EXERCISE BRIEF -
Each line that includes "buffered" must be copied from the records.

-- EXERCISE INPUTS follows --

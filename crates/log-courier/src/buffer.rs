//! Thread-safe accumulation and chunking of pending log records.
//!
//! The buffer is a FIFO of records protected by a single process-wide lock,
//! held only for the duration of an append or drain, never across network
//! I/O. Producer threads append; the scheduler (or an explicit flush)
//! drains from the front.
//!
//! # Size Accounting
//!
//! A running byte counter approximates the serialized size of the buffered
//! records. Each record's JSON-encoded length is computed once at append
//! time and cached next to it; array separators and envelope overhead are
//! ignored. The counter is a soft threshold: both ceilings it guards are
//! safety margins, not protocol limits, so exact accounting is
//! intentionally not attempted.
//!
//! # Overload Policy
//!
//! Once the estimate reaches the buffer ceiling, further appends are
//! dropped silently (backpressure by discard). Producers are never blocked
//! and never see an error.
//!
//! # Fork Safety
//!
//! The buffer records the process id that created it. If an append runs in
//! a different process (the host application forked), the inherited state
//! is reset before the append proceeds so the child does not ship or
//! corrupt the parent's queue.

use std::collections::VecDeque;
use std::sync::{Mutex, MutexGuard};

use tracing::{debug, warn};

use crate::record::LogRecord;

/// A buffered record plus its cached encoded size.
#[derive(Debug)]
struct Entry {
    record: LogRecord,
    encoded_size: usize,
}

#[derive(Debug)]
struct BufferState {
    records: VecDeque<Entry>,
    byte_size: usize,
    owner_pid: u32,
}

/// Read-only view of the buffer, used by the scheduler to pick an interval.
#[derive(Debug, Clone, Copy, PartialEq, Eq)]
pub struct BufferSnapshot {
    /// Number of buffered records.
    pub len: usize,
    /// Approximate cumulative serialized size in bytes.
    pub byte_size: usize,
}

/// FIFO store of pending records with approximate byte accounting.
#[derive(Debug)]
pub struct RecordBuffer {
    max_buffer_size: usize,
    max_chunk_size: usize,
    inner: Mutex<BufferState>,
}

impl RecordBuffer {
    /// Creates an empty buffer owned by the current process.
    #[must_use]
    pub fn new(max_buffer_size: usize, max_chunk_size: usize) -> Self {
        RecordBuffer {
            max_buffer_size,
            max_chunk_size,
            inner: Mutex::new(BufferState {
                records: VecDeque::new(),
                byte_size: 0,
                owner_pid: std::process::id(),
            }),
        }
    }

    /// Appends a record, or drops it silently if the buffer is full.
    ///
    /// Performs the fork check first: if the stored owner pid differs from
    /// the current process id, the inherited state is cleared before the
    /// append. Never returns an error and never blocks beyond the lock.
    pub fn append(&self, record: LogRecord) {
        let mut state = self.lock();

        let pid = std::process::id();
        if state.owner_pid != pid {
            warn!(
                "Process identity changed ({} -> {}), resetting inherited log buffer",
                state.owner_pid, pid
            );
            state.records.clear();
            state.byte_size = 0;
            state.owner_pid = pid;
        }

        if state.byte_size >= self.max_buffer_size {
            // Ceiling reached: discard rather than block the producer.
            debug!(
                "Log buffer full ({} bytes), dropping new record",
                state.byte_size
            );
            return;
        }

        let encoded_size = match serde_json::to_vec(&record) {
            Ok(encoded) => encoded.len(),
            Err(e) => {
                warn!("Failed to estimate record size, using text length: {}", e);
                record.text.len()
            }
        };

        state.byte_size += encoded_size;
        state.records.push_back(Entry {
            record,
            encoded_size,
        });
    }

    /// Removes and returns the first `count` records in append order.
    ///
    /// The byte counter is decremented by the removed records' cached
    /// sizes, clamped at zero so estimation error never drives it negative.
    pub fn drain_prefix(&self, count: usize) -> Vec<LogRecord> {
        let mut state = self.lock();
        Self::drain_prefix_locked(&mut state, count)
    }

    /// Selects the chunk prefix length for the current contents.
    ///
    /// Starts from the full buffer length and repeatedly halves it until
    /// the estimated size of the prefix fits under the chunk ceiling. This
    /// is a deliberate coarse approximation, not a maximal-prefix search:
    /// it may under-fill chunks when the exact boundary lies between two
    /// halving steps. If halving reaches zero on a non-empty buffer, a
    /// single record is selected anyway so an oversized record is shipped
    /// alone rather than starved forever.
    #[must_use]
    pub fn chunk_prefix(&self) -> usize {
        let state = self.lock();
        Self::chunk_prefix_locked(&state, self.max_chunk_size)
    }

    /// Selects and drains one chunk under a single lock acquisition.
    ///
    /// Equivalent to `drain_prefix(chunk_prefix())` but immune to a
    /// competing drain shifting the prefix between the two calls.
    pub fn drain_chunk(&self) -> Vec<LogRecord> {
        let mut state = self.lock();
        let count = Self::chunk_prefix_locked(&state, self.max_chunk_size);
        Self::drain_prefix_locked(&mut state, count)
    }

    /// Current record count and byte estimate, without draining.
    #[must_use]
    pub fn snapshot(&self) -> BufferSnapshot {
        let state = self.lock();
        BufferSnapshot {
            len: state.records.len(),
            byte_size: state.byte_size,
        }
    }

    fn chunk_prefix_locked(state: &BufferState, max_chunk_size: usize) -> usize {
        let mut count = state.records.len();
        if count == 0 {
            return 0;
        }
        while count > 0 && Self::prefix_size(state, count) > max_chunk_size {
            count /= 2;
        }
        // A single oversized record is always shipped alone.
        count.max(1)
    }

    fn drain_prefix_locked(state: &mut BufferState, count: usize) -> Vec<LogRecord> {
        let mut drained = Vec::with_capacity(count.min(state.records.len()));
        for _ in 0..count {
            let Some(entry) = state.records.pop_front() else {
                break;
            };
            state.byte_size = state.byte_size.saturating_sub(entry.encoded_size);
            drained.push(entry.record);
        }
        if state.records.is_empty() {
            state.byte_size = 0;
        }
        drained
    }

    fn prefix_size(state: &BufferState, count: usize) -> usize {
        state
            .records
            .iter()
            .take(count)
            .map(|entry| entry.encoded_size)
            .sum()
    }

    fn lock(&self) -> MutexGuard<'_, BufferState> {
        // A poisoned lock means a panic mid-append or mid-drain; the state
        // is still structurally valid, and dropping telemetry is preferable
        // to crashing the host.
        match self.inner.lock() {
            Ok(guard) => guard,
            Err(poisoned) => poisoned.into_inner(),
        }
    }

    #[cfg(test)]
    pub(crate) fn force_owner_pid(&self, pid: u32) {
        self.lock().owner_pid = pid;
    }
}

-- EXERCISE INPUTS concluded --

OUTPUT FOR THIS TASK -
//! A running byte counter approximates the serialized size of the buffered
/// A buffered record plus its cached encoded size.
    /// Number of buffered records.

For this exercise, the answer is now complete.